**Problem**
Report all lines of the data below that hold the word "written".

**Supplied records**
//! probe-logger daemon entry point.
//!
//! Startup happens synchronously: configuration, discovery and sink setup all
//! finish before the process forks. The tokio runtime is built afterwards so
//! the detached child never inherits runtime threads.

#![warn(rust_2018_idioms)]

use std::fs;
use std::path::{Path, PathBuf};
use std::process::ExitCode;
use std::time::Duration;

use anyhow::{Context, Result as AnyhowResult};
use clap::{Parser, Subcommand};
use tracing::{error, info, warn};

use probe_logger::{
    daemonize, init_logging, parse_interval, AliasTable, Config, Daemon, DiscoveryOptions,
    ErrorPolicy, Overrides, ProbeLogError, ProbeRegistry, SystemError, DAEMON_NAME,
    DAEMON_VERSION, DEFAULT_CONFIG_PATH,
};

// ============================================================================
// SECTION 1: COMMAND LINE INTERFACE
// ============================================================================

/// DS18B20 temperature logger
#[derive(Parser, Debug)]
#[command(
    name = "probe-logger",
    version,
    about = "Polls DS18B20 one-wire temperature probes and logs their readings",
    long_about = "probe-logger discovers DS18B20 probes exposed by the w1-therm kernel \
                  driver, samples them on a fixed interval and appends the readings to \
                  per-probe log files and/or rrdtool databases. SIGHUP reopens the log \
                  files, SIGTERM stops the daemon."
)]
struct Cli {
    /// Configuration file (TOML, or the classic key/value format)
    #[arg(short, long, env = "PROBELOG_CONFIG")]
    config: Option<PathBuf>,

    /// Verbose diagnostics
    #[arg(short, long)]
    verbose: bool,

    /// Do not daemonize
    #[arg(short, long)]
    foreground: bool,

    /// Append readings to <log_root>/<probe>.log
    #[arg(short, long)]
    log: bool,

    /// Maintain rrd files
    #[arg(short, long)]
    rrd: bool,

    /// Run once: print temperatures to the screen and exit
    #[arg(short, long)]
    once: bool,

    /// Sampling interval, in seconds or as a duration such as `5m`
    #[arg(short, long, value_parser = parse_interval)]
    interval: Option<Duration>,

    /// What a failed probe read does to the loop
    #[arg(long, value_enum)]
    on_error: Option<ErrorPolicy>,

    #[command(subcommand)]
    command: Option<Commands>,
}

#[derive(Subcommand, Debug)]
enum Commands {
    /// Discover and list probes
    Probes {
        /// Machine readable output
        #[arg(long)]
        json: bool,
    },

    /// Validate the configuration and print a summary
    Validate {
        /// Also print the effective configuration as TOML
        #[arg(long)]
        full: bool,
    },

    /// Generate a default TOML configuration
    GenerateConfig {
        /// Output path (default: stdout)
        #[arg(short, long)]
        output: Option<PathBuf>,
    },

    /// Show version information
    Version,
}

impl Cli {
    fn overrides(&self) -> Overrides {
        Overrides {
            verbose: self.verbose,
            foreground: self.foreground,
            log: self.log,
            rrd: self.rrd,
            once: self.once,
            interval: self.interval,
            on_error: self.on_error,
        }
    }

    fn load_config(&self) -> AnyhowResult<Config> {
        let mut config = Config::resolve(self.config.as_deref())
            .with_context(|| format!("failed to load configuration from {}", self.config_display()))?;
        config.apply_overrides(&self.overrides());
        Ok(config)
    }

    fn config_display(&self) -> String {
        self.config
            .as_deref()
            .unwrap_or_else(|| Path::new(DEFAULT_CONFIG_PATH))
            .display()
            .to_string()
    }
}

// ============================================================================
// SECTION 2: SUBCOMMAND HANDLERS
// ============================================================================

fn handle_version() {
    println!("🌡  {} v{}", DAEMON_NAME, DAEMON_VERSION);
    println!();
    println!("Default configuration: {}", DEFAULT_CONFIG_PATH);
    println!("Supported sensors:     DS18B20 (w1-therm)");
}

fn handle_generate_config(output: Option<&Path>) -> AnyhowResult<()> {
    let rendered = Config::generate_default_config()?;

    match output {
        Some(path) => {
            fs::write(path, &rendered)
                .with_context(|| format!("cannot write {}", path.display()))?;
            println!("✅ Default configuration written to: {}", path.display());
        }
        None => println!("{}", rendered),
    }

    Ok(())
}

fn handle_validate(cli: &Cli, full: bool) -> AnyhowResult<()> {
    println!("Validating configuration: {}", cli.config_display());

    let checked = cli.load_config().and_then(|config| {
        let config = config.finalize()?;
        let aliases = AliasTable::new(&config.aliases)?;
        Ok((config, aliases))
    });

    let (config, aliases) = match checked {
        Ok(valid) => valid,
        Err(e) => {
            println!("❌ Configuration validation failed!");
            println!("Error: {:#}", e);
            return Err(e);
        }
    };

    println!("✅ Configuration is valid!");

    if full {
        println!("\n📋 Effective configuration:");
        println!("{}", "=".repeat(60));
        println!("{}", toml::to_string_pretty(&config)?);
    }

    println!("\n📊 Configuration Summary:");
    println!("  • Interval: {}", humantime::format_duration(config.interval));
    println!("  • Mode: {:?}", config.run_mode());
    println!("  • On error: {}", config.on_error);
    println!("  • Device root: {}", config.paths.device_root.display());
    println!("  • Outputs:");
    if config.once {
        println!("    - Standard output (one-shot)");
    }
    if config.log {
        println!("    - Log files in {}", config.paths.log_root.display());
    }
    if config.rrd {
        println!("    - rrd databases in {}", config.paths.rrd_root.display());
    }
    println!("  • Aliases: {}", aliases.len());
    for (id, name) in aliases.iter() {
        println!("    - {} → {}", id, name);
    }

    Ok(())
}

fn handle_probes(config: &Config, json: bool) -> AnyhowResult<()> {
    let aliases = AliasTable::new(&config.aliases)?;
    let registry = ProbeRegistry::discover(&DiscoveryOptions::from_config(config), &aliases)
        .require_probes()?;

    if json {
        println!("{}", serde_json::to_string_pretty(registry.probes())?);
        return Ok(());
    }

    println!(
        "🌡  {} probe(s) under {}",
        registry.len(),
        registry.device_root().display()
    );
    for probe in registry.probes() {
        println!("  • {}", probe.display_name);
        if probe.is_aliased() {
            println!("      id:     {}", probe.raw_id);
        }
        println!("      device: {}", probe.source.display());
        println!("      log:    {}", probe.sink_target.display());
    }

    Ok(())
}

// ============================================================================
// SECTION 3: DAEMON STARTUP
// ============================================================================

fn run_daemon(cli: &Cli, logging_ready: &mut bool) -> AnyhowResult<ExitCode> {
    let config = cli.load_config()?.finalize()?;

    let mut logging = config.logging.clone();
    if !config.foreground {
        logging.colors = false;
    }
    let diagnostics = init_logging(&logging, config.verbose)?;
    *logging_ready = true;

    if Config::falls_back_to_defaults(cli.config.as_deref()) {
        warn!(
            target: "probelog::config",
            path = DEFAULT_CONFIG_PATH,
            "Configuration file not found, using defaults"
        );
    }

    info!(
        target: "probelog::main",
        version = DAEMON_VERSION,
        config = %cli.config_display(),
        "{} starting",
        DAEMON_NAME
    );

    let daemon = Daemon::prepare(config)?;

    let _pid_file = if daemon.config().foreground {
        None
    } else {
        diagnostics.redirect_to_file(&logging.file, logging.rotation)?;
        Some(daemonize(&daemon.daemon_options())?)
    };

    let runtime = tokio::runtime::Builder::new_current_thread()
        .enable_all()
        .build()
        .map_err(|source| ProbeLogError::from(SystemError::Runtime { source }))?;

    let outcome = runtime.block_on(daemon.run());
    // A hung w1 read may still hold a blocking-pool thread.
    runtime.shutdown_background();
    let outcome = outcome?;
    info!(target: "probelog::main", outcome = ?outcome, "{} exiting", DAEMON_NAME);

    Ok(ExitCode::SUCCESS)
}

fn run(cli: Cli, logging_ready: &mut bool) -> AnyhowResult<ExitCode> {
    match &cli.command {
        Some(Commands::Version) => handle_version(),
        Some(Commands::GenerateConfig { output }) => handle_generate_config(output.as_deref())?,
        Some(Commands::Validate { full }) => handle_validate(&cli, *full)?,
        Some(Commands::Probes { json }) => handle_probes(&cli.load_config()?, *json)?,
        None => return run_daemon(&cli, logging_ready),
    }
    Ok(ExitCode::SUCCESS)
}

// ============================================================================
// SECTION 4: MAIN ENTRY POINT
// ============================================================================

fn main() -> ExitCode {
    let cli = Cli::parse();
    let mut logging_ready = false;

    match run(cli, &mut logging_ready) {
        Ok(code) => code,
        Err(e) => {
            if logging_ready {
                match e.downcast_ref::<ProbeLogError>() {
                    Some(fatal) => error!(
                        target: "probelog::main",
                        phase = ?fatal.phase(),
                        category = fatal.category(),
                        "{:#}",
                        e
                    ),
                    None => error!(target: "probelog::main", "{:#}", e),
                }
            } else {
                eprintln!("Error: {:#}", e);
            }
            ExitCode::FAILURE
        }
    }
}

---

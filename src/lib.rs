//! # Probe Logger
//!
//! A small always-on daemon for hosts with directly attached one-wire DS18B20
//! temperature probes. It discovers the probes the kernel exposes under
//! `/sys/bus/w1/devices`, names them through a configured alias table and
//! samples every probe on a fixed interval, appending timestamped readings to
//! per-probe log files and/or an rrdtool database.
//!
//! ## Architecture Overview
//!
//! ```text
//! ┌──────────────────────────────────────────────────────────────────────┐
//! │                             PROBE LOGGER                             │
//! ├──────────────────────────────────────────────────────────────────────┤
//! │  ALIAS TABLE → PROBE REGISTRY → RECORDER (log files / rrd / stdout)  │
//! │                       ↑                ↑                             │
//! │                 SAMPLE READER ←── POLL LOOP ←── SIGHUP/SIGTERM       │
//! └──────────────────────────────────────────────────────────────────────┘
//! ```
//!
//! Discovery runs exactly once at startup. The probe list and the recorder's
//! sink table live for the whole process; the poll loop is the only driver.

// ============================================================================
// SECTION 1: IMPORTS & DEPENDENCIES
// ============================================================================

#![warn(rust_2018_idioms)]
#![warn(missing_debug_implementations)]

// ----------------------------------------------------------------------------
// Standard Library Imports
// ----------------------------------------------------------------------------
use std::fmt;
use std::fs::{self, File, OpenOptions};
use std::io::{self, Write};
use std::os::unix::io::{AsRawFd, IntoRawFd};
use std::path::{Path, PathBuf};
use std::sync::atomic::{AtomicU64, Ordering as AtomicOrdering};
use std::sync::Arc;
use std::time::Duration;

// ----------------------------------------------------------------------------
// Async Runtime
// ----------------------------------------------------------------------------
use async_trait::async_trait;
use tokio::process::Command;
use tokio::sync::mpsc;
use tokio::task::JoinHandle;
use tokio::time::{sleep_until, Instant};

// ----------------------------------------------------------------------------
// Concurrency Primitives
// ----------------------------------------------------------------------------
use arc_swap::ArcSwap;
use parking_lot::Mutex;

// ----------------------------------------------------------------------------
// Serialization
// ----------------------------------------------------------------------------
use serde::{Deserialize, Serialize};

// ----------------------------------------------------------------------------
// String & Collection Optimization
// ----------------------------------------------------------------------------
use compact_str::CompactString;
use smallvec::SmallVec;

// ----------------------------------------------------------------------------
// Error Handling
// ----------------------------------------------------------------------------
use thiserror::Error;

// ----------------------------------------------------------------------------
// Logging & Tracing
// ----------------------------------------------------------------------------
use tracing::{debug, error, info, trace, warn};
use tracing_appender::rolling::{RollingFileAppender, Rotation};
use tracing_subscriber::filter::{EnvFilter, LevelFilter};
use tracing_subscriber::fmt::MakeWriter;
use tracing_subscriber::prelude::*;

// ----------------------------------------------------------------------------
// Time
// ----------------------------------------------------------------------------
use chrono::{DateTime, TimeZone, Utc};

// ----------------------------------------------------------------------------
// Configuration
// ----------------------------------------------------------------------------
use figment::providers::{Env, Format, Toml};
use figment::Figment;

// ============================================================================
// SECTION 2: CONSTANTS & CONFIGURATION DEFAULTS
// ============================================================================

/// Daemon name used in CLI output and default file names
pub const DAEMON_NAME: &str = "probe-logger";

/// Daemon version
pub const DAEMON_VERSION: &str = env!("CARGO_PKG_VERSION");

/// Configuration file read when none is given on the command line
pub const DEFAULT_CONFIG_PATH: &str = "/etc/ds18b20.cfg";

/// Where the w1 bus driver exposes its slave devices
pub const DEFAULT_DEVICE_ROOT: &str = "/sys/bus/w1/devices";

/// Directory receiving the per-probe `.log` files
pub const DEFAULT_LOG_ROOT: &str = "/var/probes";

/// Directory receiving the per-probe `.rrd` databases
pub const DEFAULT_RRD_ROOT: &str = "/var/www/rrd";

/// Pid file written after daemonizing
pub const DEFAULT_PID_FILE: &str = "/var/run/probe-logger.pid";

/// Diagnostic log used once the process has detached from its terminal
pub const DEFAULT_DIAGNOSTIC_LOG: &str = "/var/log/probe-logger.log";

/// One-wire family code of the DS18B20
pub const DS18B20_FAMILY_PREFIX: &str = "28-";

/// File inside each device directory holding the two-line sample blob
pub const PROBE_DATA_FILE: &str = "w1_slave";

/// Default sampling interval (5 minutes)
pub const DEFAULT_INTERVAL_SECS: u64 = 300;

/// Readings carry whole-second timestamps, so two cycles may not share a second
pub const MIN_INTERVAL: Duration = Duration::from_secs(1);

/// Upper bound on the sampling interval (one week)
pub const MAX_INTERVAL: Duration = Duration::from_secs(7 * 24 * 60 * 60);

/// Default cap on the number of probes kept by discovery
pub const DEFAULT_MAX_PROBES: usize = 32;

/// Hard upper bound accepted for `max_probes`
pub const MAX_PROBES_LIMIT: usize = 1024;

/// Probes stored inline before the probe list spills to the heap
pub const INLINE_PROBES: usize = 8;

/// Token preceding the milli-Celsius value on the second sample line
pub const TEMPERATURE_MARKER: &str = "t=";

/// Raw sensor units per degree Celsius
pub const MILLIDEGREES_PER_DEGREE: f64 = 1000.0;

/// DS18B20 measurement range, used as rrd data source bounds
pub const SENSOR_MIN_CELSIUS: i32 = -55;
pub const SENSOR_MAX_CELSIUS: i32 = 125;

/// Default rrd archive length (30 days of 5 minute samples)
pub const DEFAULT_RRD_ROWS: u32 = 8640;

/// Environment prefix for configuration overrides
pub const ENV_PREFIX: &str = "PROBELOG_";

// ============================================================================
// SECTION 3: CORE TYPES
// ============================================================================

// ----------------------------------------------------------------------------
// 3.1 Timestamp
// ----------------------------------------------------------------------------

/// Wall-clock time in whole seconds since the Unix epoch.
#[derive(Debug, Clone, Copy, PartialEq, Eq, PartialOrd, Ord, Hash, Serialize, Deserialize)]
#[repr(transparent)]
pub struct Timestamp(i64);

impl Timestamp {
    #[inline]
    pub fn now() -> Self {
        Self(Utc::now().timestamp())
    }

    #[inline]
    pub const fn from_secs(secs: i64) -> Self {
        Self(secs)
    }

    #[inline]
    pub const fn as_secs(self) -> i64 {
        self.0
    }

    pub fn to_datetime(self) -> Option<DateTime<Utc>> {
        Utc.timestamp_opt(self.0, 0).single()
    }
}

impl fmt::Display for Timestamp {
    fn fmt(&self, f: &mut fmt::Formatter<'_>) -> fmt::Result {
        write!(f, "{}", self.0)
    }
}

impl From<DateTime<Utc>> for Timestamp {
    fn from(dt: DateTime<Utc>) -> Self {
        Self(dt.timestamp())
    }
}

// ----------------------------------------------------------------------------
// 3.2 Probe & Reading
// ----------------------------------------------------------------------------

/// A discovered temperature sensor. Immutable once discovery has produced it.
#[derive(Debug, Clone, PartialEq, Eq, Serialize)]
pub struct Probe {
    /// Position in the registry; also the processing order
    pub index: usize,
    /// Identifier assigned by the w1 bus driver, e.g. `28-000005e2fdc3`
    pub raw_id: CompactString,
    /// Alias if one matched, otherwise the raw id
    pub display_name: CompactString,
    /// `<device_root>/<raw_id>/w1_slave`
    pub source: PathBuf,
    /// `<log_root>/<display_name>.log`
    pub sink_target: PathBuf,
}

**Output of the task**
            println!("✅ Default configuration written to: {}", path.display());
/// Pid file written after daemonizing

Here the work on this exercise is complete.